PROVIDED RECORDS
================

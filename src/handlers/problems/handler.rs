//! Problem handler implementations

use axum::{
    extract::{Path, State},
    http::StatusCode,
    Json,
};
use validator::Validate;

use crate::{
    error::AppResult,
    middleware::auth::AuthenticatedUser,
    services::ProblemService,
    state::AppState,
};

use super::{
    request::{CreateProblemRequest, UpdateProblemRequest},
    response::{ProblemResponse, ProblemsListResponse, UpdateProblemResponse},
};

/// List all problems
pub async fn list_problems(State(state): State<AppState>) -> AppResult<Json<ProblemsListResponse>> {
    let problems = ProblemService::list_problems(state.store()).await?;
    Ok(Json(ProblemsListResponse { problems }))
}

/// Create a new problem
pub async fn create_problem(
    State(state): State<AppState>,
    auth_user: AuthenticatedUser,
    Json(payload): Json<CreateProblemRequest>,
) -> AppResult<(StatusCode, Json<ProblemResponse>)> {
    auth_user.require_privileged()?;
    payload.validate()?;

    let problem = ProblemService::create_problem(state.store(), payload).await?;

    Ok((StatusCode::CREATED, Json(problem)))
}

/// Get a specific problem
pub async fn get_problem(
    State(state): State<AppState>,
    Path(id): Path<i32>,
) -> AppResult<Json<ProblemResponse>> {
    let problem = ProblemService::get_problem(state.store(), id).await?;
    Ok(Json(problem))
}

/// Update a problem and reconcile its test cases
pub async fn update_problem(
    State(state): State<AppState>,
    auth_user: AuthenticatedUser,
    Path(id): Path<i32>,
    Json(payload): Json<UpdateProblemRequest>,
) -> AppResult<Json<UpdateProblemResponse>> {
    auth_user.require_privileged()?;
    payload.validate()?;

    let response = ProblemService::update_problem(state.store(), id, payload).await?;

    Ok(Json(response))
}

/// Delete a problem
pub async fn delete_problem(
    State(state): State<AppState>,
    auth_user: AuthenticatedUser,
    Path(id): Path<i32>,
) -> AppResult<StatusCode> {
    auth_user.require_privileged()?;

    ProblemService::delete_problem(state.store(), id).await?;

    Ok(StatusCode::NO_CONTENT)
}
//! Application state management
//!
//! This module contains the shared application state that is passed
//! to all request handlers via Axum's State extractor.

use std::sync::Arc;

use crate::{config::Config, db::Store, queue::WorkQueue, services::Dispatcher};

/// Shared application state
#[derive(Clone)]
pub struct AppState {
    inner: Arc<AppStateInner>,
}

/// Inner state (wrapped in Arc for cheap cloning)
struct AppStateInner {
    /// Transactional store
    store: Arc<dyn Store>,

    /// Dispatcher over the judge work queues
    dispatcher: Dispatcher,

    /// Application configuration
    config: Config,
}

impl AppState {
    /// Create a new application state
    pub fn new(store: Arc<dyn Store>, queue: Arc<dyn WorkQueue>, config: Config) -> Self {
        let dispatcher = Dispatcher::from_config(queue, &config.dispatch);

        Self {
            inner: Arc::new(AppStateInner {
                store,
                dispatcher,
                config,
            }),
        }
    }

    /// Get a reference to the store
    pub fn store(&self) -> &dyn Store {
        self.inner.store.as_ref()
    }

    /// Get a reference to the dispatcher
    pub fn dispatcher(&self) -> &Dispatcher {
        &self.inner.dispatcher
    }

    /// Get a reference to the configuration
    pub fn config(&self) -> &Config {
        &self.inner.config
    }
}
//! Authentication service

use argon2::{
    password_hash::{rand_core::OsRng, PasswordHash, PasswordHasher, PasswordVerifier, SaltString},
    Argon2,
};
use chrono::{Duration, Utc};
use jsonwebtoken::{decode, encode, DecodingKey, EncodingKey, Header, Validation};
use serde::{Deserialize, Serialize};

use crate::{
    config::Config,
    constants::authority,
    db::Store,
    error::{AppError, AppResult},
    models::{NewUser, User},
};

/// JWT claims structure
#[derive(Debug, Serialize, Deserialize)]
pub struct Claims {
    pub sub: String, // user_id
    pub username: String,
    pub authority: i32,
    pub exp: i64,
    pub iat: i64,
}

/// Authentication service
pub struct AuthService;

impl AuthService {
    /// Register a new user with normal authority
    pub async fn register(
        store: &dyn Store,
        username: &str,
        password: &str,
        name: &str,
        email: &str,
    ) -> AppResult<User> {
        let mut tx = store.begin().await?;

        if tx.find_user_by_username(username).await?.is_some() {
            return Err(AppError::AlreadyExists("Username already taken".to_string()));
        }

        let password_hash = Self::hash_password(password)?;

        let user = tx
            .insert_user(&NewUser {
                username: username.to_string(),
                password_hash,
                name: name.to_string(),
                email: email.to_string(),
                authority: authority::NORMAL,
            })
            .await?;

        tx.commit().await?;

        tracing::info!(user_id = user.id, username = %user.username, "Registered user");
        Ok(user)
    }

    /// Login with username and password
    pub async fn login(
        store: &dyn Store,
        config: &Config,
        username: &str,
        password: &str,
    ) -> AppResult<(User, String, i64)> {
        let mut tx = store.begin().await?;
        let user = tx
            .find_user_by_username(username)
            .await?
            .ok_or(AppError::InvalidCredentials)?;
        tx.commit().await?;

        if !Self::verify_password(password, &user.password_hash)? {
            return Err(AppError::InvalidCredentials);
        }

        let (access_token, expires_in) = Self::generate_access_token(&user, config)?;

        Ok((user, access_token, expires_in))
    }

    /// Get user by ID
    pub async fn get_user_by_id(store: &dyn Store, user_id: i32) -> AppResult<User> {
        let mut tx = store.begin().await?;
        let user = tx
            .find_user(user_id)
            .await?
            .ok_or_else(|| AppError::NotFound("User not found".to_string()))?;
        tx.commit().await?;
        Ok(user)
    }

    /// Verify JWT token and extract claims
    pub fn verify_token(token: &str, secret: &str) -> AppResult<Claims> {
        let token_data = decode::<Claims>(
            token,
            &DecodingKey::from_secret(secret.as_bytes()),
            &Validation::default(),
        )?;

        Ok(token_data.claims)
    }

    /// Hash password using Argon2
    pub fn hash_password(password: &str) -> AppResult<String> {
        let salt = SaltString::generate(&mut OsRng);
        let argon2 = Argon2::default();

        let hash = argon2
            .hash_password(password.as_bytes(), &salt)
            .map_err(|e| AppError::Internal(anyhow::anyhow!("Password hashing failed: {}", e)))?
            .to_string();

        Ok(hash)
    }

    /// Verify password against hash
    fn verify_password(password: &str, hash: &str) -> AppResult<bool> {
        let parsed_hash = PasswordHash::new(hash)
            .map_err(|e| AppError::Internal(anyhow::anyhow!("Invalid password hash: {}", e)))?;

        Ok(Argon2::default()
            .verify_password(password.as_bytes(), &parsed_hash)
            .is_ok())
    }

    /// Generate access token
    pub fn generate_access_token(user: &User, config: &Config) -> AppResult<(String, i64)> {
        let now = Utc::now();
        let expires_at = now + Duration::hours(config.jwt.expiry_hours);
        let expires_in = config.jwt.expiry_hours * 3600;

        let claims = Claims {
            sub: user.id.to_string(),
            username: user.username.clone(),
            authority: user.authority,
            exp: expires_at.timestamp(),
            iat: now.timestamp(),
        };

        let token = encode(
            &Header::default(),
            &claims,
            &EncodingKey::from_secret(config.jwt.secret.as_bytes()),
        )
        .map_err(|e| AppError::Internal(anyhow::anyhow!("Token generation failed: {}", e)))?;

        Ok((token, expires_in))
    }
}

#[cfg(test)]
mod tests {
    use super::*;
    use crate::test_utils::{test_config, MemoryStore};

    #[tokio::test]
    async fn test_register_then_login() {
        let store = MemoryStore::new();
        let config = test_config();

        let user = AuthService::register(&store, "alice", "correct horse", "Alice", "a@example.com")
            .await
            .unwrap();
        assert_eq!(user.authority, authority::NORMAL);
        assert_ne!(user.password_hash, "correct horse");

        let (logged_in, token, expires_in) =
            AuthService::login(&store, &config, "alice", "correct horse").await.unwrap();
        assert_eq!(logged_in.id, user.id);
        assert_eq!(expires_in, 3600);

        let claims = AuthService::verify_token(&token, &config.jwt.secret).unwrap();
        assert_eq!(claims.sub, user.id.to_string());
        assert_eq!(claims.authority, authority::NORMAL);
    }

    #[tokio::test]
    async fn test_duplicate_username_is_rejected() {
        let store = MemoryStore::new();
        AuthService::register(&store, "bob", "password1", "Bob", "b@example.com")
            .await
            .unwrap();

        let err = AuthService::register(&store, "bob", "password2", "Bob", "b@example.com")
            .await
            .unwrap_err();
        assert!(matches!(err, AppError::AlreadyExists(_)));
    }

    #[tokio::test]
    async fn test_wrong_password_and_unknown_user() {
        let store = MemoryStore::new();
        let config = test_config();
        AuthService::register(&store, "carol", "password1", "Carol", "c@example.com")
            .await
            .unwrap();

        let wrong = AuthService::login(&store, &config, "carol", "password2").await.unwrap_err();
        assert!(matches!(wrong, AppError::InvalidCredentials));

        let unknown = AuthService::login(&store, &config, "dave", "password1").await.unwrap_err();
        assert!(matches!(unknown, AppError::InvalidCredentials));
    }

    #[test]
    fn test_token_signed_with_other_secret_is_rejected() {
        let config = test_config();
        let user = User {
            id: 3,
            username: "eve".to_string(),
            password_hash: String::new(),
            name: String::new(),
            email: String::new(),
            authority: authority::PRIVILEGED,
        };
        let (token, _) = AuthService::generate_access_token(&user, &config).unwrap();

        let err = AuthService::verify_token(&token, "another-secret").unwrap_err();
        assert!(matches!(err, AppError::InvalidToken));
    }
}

================

Show all lines from the entries that hold "WorkQueue".

RESULT OF THE EXERCISE
use crate::{config::Config, db::Store, queue::WorkQueue, services::Dispatcher};
    pub fn new(store: Arc<dyn Store>, queue: Arc<dyn WorkQueue>, config: Config) -> Self {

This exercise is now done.